Statistics South Africa released the April Consumer Price Inflation (CPI) index on Wednesday, showing that costs increased 4.5% year-on-year, compared to 3.8% in March.
Fin24 reported that the big culprits behind the rise in inflation were price increases in product groups that attract specific taxes, namely alcohol, fuel and sugary drinks.
On April 1, both the added taxes on these items and the jump to 15% value added tax (VAT) rate became effective, although Stats SA said the full impact couldn’t be assessed in April. Some items calculated are zero rated, mitigating the effect of the increase.
Fin24 took a look at what you’re paying more, and less for.
The price of petrol was up 9% in April from 12 months ago, with private motorists, according to Stats SA, feeling the most pain. The petrol price hikes come amidst a higher international Brent Crude oil price and a 52c/l increase to the fuel levy in April.
Meat prices are up 9% but South African meat remains relatively cheap globally.
According to a study by British company Caterwings, SA beef per kilogram is about 40% cheaper than the world average.
‘Sin taxes’ are where government usually looks for extra revenue, and alcohol drinkers haven’t been spared. Beer prices are up 8% from a year ago, spirit coolers and wine increased 7.9% while spirit prices climbed 7.6%.

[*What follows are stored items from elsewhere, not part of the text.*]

use epsilon_core::model::{Resource, ResourceId};

use super::SqliteRepository;
use super::mapping::{db, id_to_i64, map_resource_row, to_json};
use crate::repository::{ResourceRepository, StorageError};

const RESOURCE_COLUMNS: &str = r"
    id, title, description, category, difficulty, xp_reward, duration_minutes, kind, payload
";

#[async_trait::async_trait]
impl ResourceRepository for SqliteRepository {
    async fn upsert_resource(&self, resource: &Resource) -> Result<(), StorageError> {
        sqlx::query(
            r"
            INSERT INTO resources (
                id, title, description, category, difficulty, xp_reward, duration_minutes,
                kind, payload
            )
            VALUES (?1, ?2, ?3, ?4, ?5, ?6, ?7, ?8, ?9)
            ON CONFLICT(id) DO UPDATE SET
                title = excluded.title,
                description = excluded.description,
                category = excluded.category,
                difficulty = excluded.difficulty,
                xp_reward = excluded.xp_reward,
                duration_minutes = excluded.duration_minutes,
                kind = excluded.kind,
                payload = excluded.payload
            ",
        )
        .bind(id_to_i64("resource_id", resource.id().value())?)
        .bind(resource.title())
        .bind(resource.description())
        .bind(resource.category().as_str())
        .bind(resource.difficulty().as_str())
        .bind(resource.configured_xp_reward().map(i64::from))
        .bind(resource.duration_minutes().map(i64::from))
        .bind(resource.resource_type().as_str())
        .bind(to_json(resource.kind())?)
        .execute(&self.pool)
        .await
        .map_err(db)?;

        Ok(())
    }

    async fn get_resource(&self, id: ResourceId) -> Result<Resource, StorageError> {
        let sql = format!("SELECT {RESOURCE_COLUMNS} FROM resources WHERE id = ?1");
        let row = sqlx::query(&sql)
            .bind(id_to_i64("resource_id", id.value())?)
            .fetch_optional(&self.pool)
            .await
            .map_err(db)?
            .ok_or(StorageError::NotFound)?;

        map_resource_row(&row)
    }

    async fn list_resources(&self) -> Result<Vec<Resource>, StorageError> {
        let sql = format!("SELECT {RESOURCE_COLUMNS} FROM resources ORDER BY id ASC");
        let rows = sqlx::query(&sql)
            .fetch_all(&self.pool)
            .await
            .map_err(db)?;

        rows.iter().map(map_resource_row).collect()
    }
}
use serde::Serialize;

use crate::model::ids::UserEmail;

labelled_enum! {
    pub enum Theme: "theme" {
        Light => "light",
        Dark => "dark",
        #[serde(rename = "high-contrast")]
        HighContrast => "high-contrast",
    }
}

impl Default for Theme {
    fn default() -> Self {
        Theme::Light
    }
}

/// The signed-in user as reported by the auth provider.
#[derive(Debug, Clone, PartialEq, Eq, Serialize)]
pub struct CurrentUser {
    pub email: UserEmail,
    pub full_name: Option<String>,
    pub theme: Theme,
}

impl CurrentUser {
    #[must_use]
    pub fn new(email: UserEmail) -> Self {
        Self {
            email,
            full_name: None,
            theme: Theme::default(),
        }
    }

    #[must_use]
    pub fn with_full_name(mut self, name: impl Into<String>) -> Self {
        self.full_name = Some(name.into()).filter(|n: &String| !n.trim().is_empty());
        self
    }

    /// Name used in greetings; falls back to "Learner".
    #[must_use]
    pub fn display_name(&self) -> &str {
        self.full_name.as_deref().unwrap_or("Learner")
    }

    pub fn apply(&mut self, patch: UserPatch) {
        if let Some(name) = patch.full_name {
            let trimmed = name.trim();
            self.full_name = (!trimmed.is_empty()).then(|| trimmed.to_string());
        }
        if let Some(theme) = patch.theme {
            self.theme = theme;
        }
    }
}

/// Partial profile update; `None` fields are left untouched.
#[derive(Debug, Clone, Default, PartialEq, Eq)]
pub struct UserPatch {
    pub full_name: Option<String>,
    pub theme: Option<Theme>,
}
use serde::{Deserialize, Serialize};
use std::fmt;
use std::str::FromStr;
use thiserror::Error;

/// Achievements a learner can earn.
///
/// Declaration order is display order; `Ord` follows it so badge sets
/// iterate from the entry badge up to the rarest one.
#[derive(Debug, Clone, Copy, PartialEq, Eq, Hash, PartialOrd, Ord, Serialize, Deserialize)]
#[serde(rename_all = "snake_case")]
pub enum Badge {
    Starter,
    Learner,
    QuizMaster,
    VideoWatcher,
    XpHunter,
    StreakMaster,
    Champion,
    Diamond,
}

impl Badge {
    pub const ALL: [Badge; 8] = [
        Badge::Starter,
        Badge::Learner,
        Badge::QuizMaster,
        Badge::VideoWatcher,
        Badge::XpHunter,
        Badge::StreakMaster,
        Badge::Champion,
        Badge::Diamond,
    ];

    /// Stable identifier used in storage and on the wire.
    #[must_use]
    pub fn as_str(self) -> &'static str {
        match self {
            Badge::Starter => "starter",
            Badge::Learner => "learner",
            Badge::QuizMaster => "quiz_master",
            Badge::VideoWatcher => "video_watcher",
            Badge::XpHunter => "xp_hunter",
            Badge::StreakMaster => "streak_master",
            Badge::Champion => "champion",
            Badge::Diamond => "diamond",
        }
    }

    #[must_use]
    pub fn title(self) -> &'static str {
        match self {
            Badge::Starter => "Getting Started",
            Badge::Learner => "Eager Learner",
            Badge::QuizMaster => "Quiz Master",
            Badge::VideoWatcher => "Video Scholar",
            Badge::XpHunter => "XP Hunter",
            Badge::StreakMaster => "On Fire",
            Badge::Champion => "Champion",
            Badge::Diamond => "Diamond Status",
        }
    }

    /// How the badge is earned, phrased for the learner.
    #[must_use]
    pub fn description(self) -> &'static str {
        match self {
            Badge::Starter => "Welcome to Epsilon!",
            Badge::Learner => "Complete 5 lessons",
            Badge::QuizMaster => "Pass 5 quizzes",
            Badge::VideoWatcher => "Watch 5 videos",
            Badge::XpHunter => "Earn 1000 XP",
            Badge::StreakMaster => "7-day streak",
            Badge::Champion => "Complete 10 resources",
            Badge::Diamond => "Earn 5000 XP",
        }
    }
}

impl fmt::Display for Badge {
    fn fmt(&self, f: &mut fmt::Formatter<'_>) -> fmt::Result {
        f.write_str(self.as_str())
    }
}

#[derive(Debug, Error, Clone, PartialEq, Eq)]
#[error("unknown badge: {0}")]
pub struct UnknownBadge(pub String);

impl FromStr for Badge {
    type Err = UnknownBadge;

    fn from_str(s: &str) -> Result<Self, Self::Err> {
        Badge::ALL
            .into_iter()
            .find(|badge| badge.as_str() == s)
            .ok_or_else(|| UnknownBadge(s.to_string()))
    }
}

Primary and secondary education
Registered schools and institutions are exempt from levying VAT on the cost of education, but fees have risen on average 7.7% in the last year, outstripping the headline inflation figure of 4.5%.
Eating out has become more expensive since April 2017, with prices rising, on average, by 7.7%.
Books and stationery
Some argue that books - or text books, at least - should be VAT free. They remain on the taxable items list for now, and costs rose 7.2% in the last year.
Water and other services
The cost of water has overtaken headline inflation, with the price of receiving piped municipal water rising 7.2% since April 2017.
Financial services and insurance
Banking fees and the price of cover and assurance rose 7.1% on average in the last 12 months
The sugar tax implemented on April 1 has seen the giant bottling companies cut the size of their products and increase their prices. This forms part of government’s attempts to force citizens to follow a healthier lifestyle.
And now for some good news. Some products did become cheaper over the past year.
Bread and other cereals
These starchy items cost 3.7% less in April than a year ago. PricewaterhouseCoopers says bread prices are benefiting from a more competitive market environment, as well as a surplus of bread-making capacity.
According to PwC, bread is South Africa’s second most important staple food after maize meal, and the easing in bread prices is good news, especially for poorer households.
The easing of the drought can also be seen in a drop in the price of fruit, which was down 2.9% annually. Consumers now pay 10% less for bananas and oranges than they did a year ago.